> WHAT TO WORK ON: Pull out every line below that contains the word "RemoteTag".

[INFORMATION GIVEN]

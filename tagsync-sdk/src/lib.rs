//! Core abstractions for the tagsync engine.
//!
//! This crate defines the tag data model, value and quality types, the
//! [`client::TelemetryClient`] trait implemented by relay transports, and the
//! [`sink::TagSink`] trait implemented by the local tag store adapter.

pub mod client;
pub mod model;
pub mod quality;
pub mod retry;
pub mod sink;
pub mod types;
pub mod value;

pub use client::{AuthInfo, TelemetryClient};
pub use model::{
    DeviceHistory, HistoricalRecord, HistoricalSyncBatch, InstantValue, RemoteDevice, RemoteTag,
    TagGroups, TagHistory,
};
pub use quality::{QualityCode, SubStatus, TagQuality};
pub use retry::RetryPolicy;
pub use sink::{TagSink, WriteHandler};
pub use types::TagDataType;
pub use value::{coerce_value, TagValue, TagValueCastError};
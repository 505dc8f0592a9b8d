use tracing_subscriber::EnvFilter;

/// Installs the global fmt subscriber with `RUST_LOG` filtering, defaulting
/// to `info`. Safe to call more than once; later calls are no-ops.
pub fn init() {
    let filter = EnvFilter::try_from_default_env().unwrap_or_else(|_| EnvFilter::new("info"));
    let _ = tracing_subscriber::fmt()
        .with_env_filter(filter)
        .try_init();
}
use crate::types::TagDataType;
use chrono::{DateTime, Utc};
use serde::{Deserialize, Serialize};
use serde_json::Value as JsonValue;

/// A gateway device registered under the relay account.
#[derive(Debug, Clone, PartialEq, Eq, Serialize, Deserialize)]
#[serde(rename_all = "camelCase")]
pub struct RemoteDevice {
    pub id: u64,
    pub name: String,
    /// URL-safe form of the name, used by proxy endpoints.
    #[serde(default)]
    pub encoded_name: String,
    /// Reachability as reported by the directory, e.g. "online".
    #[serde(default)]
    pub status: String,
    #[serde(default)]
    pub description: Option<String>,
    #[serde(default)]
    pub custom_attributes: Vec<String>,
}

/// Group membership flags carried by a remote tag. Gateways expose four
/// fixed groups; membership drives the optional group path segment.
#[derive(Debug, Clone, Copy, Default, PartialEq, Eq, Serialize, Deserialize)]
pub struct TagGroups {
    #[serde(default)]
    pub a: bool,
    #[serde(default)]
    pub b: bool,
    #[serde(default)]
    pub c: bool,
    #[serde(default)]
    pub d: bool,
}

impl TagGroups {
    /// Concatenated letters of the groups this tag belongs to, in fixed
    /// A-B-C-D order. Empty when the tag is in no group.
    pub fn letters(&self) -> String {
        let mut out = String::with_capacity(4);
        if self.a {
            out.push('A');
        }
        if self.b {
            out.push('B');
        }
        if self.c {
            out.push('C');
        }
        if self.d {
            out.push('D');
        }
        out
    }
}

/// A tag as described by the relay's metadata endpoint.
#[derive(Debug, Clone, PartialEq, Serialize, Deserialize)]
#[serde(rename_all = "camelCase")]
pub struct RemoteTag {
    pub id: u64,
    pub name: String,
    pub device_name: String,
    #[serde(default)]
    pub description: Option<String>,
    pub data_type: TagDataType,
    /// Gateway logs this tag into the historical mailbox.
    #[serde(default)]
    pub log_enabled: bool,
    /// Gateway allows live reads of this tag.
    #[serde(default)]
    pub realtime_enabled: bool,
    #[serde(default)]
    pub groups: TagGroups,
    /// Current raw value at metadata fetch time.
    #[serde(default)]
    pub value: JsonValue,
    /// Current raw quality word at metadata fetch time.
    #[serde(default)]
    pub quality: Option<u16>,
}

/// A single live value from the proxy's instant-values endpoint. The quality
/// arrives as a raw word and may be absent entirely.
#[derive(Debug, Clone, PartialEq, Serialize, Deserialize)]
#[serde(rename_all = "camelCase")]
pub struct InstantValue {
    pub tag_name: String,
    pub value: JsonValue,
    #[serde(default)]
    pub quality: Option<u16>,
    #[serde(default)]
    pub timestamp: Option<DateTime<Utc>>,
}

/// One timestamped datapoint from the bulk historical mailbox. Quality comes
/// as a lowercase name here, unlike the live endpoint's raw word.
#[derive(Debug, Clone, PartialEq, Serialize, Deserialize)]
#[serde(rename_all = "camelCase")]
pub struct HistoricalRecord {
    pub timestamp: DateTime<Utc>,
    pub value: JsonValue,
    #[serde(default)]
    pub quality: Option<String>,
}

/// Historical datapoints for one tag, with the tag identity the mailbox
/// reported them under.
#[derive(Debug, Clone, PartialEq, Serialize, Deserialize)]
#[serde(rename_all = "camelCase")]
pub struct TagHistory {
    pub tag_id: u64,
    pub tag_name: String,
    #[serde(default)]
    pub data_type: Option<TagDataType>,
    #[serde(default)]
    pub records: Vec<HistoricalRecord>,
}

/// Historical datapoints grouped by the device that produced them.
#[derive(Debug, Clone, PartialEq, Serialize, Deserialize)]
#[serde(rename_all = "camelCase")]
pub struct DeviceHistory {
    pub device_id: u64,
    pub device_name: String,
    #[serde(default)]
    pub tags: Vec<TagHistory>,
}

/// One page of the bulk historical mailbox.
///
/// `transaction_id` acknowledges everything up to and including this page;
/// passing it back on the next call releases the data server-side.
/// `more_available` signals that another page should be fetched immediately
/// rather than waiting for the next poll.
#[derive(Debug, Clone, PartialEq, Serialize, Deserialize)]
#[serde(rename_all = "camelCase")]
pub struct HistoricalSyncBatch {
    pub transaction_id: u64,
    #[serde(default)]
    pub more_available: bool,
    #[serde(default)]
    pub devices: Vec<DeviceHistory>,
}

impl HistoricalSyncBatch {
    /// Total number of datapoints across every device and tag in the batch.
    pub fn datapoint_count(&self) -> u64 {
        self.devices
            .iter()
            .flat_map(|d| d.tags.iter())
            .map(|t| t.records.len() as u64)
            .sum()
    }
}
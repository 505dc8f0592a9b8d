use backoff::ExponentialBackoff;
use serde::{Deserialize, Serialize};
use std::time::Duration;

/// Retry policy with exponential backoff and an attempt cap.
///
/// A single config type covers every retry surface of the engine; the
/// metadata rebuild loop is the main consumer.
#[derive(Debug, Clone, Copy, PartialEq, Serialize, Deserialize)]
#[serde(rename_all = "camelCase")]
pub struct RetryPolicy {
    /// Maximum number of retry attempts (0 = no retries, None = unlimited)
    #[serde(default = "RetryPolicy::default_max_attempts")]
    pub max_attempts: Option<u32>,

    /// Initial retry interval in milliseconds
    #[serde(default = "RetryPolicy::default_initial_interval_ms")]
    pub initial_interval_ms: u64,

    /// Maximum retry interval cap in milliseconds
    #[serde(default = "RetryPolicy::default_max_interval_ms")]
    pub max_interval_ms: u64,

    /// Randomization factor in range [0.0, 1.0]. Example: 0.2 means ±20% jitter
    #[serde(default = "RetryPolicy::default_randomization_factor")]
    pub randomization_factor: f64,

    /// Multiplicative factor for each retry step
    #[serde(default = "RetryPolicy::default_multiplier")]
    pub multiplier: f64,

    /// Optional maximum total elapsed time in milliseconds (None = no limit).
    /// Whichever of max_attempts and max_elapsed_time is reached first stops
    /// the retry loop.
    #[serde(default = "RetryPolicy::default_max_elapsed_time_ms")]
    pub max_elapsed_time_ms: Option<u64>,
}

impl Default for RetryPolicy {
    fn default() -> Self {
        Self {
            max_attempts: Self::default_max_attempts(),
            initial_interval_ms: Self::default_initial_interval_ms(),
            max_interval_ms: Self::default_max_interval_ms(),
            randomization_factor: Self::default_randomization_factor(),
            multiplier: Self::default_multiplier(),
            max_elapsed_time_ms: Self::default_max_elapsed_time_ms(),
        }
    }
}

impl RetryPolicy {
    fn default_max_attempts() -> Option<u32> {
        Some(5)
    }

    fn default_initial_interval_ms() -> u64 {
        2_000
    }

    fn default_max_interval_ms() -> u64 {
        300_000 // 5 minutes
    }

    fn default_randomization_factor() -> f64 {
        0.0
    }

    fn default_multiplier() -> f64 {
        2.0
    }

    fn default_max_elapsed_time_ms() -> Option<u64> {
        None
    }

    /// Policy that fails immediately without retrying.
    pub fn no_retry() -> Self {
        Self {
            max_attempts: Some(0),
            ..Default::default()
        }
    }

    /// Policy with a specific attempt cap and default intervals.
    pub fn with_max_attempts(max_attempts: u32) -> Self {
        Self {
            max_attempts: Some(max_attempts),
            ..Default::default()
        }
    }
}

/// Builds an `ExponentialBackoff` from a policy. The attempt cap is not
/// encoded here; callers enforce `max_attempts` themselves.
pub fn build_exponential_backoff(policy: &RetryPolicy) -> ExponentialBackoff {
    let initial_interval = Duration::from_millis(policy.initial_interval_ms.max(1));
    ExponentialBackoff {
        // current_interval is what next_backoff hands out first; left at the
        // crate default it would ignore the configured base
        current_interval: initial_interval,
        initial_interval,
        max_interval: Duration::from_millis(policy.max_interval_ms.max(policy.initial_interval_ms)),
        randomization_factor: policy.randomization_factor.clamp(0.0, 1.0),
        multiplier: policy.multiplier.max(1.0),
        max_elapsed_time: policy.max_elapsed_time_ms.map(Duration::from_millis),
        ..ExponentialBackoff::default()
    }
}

[/INFORMATION GIVEN]

> REPLY:
    DeviceHistory, HistoricalRecord, HistoricalSyncBatch, InstantValue, RemoteDevice, RemoteTag,
pub struct RemoteTag {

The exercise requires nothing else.